● **Your goal**
Lines from the line with "pub fn service_settings(&self)" to the line with "let provider = MachineIdentityProvider::new();" in the entries below, and only those, must be output exactly, with both ends included.

● **Entries taken from a collection**

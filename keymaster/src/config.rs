//! Configuration loader. Settings come from a JSON file whose keys are all
//! optional; passphrases never live in it, only the names of the environment
//! variables that carry them.

use std::fs;
use std::io::ErrorKind;
use std::path::{Path, PathBuf};

use serde::Deserialize;
use thiserror::Error;
use tracing::{info, warn};
use zeroize::Zeroizing;

use crate::crypto::sealed::KdfParams;
use crate::identity::{MachineIdentityProvider, MACHINE_ID_ENV};
use crate::registry::RegistrationStore;
use crate::secrets::SecretsFile;
use crate::service::{KeymasterService, ServiceSettings};
use crate::verifier::{TokenVerifier, VerifyOptions};

/// Environment variable naming the config file.
pub const CONFIG_ENV: &str = "KEYMASTER_CONFIG";
pub const DEFAULT_CONFIG_PATH: &str = "keymaster.json";

#[derive(Debug, Error)]
pub enum ConfigError {
    #[error("config file unreadable: {0}")]
    Io(String),
    #[error("config parse failed: {0}")]
    Parse(String),
    #[error("invalid setting: {0}")]
    Invalid(String),
}

#[derive(Debug, Clone, PartialEq, Eq, Deserialize)]
#[serde(rename_all = "camelCase", default, deny_unknown_fields)]
pub struct KeymasterConfig {
    pub registrations_path: PathBuf,
    pub secrets_path: PathBuf,
    pub max_time_delta_seconds: u64,
    pub require_ratchet: bool,
    pub stability_mode: bool,
    /// Environment variable holding the passphrase for unattended unlock.
    pub passphrase_env: Option<String>,
    pub machine_id_override: Option<String>,
    pub kdf: KdfParams,
}

impl Default for KeymasterConfig {
    fn default() -> Self {
        Self {
            registrations_path: PathBuf::from("registrations.sealed"),
            secrets_path: PathBuf::from("secrets.sealed"),
            max_time_delta_seconds: VerifyOptions::default().max_time_delta_seconds,
            require_ratchet: true,
            stability_mode: false,
            passphrase_env: None,
            machine_id_override: None,
            kdf: KdfParams::default(),
        }
    }
}

impl KeymasterConfig {
    pub fn service_settings(&self) -> ServiceSettings {
        ServiceSettings {
            verify: VerifyOptions {
                max_time_delta_seconds: self.max_time_delta_seconds,
                require_ratchet: self.require_ratchet,
            },
            stability_mode: self.stability_mode,
        }
    }

    pub fn registration_store(&self) -> RegistrationStore {
        RegistrationStore::new(&self.registrations_path, self.kdf)
    }

    pub fn secrets_file(&self) -> SecretsFile {
        SecretsFile::new(&self.secrets_path, self.kdf)
    }

    /// Wires the service from these settings. When `passphraseEnv` names a
    /// variable that is present, the service is unlocked before it is returned;
    /// a wrong passphrase leaves it `Locked` for an administrator to unlock.
    pub fn build_service(&self) -> KeymasterService {
        let service = KeymasterService::new(
            self.service_settings(),
            self.registration_store(),
            self.secrets_file(),
            TokenVerifier::default(),
        );
        if let Some(passphrase) = self.startup_passphrase() {
            match service.submit_passphrase(&passphrase) {
                Ok(()) => info!("service unlocked from startup passphrase"),
                Err(e) => warn!(error = %e, "startup unlock failed; waiting for passphrase"),
            }
        }
        service
    }

    /// `KEYMASTER_MACHINE_ID` wins over the configured override.
    pub fn identity_provider(&self) -> MachineIdentityProvider {
        let provider = MachineIdentityProvider::new();
        if std::env::var_os(MACHINE_ID_ENV).is_some() {
            provider
        } else {
            provider.with_override(self.machine_id_override.clone())
        }
    }

    /// Passphrase for unattended unlock, if configured and present.
    pub fn startup_passphrase(&self) -> Option<Zeroizing<String>> {
        let var = self.passphrase_env.as_deref()?;
        std::env::var(var).ok().filter(|v| !v.is_empty()).map(Zeroizing::new)
    }

    fn validate(self) -> Result<Self, ConfigError> {
        if self.registrations_path.as_os_str().is_empty() || self.secrets_path.as_os_str().is_empty() {
            return Err(ConfigError::Invalid("store paths must not be empty".to_string()));
        }
        if self.kdf.memory_kib < 8 || self.kdf.iterations == 0 {
            return Err(ConfigError::Invalid("kdf parameters too weak for argon2".to_string()));
        }
        self.kdf
            .check_bounds()
            .map_err(|e| ConfigError::Invalid(e.to_string()))?;
        Ok(self)
    }
}

/// Loads the config file. A missing file means defaults; anything unreadable
/// or malformed is an error.
pub fn load_config(path: impl AsRef<Path>) -> Result<KeymasterConfig, ConfigError> {
    let path = path.as_ref();
    let raw_json = match fs::read_to_string(path) {
        Ok(text) => text,
        Err(e) if e.kind() == ErrorKind::NotFound => return KeymasterConfig::default().validate(),
        Err(e) => return Err(ConfigError::Io(format!("{}: {e}", path.display()))),
    };
    let config: KeymasterConfig =
        serde_json::from_str(&raw_json).map_err(|e| ConfigError::Parse(format!("{e}")))?;
    config.validate()
}

/// Loads the file named by `KEYMASTER_CONFIG`, or `keymaster.json`.
pub fn load_from_env() -> Result<KeymasterConfig, ConfigError> {
    let path = std::env::var(CONFIG_ENV).unwrap_or_else(|_| DEFAULT_CONFIG_PATH.to_string());
    load_config(path)
}

#[cfg(test)]
mod tests {
    use super::{load_config, ConfigError, KeymasterConfig};
    use crate::crypto::sealed::KdfParams;
    use crate::secrets::SecretRecord;
    use crate::service::StoreState;
    use serde_json::json;
    use std::fs;
    use std::path::PathBuf;
    use tempfile::NamedTempFile;

    #[test]
    fn missing_file_yields_defaults() {
        let dir = tempfile::tempdir().expect("temp dir");
        let config = load_config(dir.path().join("absent.json")).expect("defaults");
        assert_eq!(config, KeymasterConfig::default());
        assert_eq!(config.max_time_delta_seconds, 90);
        assert!(config.require_ratchet);
        assert!(!config.stability_mode);
    }

    #[test]
    fn loads_partial_config() {
        let payload = json!({
            "secretsPath": "/var/lib/keymaster/secrets.sealed",
            "maxTimeDeltaSeconds": 60,
            "stabilityMode": true,
            "passphraseEnv": "KM_TEST_UNUSED",
            "kdf": { "memoryKib": 64, "iterations": 1 }
        });
        let file = NamedTempFile::new().expect("temp file");
        fs::write(file.path(), serde_json::to_vec(&payload).expect("json")).expect("write");

        let config = load_config(file.path()).expect("config should load");
        assert_eq!(config.secrets_path, PathBuf::from("/var/lib/keymaster/secrets.sealed"));
        assert_eq!(config.registrations_path, PathBuf::from("registrations.sealed"));
        assert_eq!(config.kdf, KdfParams::light());

        let settings = config.service_settings();
        assert_eq!(settings.verify.max_time_delta_seconds, 60);
        assert!(settings.verify.require_ratchet);
        assert!(settings.stability_mode);
    }

    #[test]
    fn rejects_unknown_keys_and_weak_kdf() {
        let file = NamedTempFile::new().expect("temp file");
        fs::write(file.path(), br#"{"stabilitymode": true}"#).expect("write");
        assert!(matches!(load_config(file.path()), Err(ConfigError::Parse(_))));

        fs::write(file.path(), br#"{"kdf": {"memoryKib": 1, "iterations": 1}}"#).expect("write");
        assert!(matches!(load_config(file.path()), Err(ConfigError::Invalid(_))));
    }

    #[test]
    fn build_service_unlocks_from_startup_passphrase() {
        let dir = tempfile::tempdir().expect("temp dir");
        let config = KeymasterConfig {
            secrets_path: dir.path().join("secrets.sealed"),
            registrations_path: dir.path().join("reg.sealed"),
            passphrase_env: Some("KEYMASTER_TEST_BUILD_PASSPHRASE".to_string()),
            kdf: KdfParams::light(),
            ..KeymasterConfig::default()
        };
        config
            .secrets_file()
            .set_secret("boot-pass", "db-password", SecretRecord::new("s3cr3t", vec!["*@*".to_string()]))
            .expect("seed");

        assert_eq!(config.build_service().state(), StoreState::Locked);

        std::env::set_var("KEYMASTER_TEST_BUILD_PASSPHRASE", "wrong-pass");
        assert_eq!(config.build_service().state(), StoreState::Locked);

        std::env::set_var("KEYMASTER_TEST_BUILD_PASSPHRASE", "boot-pass");
        assert_eq!(config.build_service().state(), StoreState::Ready);
    }

    #[test]
    fn rejects_kdf_cost_beyond_envelope_limits() {
        let file = NamedTempFile::new().expect("temp file");
        fs::write(file.path(), br#"{"kdf": {"memoryKib": 4294967295, "iterations": 3}}"#).expect("write");
        assert!(matches!(load_config(file.path()), Err(ConfigError::Invalid(_))));
    }

    #[test]
    fn startup_passphrase_reads_named_variable() {
        let var = "KEYMASTER_TEST_STARTUP_PASSPHRASE";
        std::env::set_var(var, "pa55phrase");
        let config = KeymasterConfig {
            passphrase_env: Some(var.to_string()),
            ..KeymasterConfig::default()
        };
        assert_eq!(config.startup_passphrase().expect("set").as_str(), "pa55phrase");
        assert!(KeymasterConfig::default().startup_passphrase().is_none());
    }
}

● **Solution**
    pub fn service_settings(&self) -> ServiceSettings {
        ServiceSettings {
            verify: VerifyOptions {
                max_time_delta_seconds: self.max_time_delta_seconds,
                require_ratchet: self.require_ratchet,
            },
            stability_mode: self.stability_mode,
        }
    }

    pub fn registration_store(&self) -> RegistrationStore {
        RegistrationStore::new(&self.registrations_path, self.kdf)
    }

    pub fn secrets_file(&self) -> SecretsFile {
        SecretsFile::new(&self.secrets_path, self.kdf)
    }

    /// Wires the service from these settings. When `passphraseEnv` names a
    /// variable that is present, the service is unlocked before it is returned;
    /// a wrong passphrase leaves it `Locked` for an administrator to unlock.
    pub fn build_service(&self) -> KeymasterService {
        let service = KeymasterService::new(
            self.service_settings(),
            self.registration_store(),
            self.secrets_file(),
            TokenVerifier::default(),
        );
        if let Some(passphrase) = self.startup_passphrase() {
            match service.submit_passphrase(&passphrase) {
                Ok(()) => info!("service unlocked from startup passphrase"),
                Err(e) => warn!(error = %e, "startup unlock failed; waiting for passphrase"),
            }
        }
        service
    }

    /// `KEYMASTER_MACHINE_ID` wins over the configured override.
    pub fn identity_provider(&self) -> MachineIdentityProvider {
        let provider = MachineIdentityProvider::new();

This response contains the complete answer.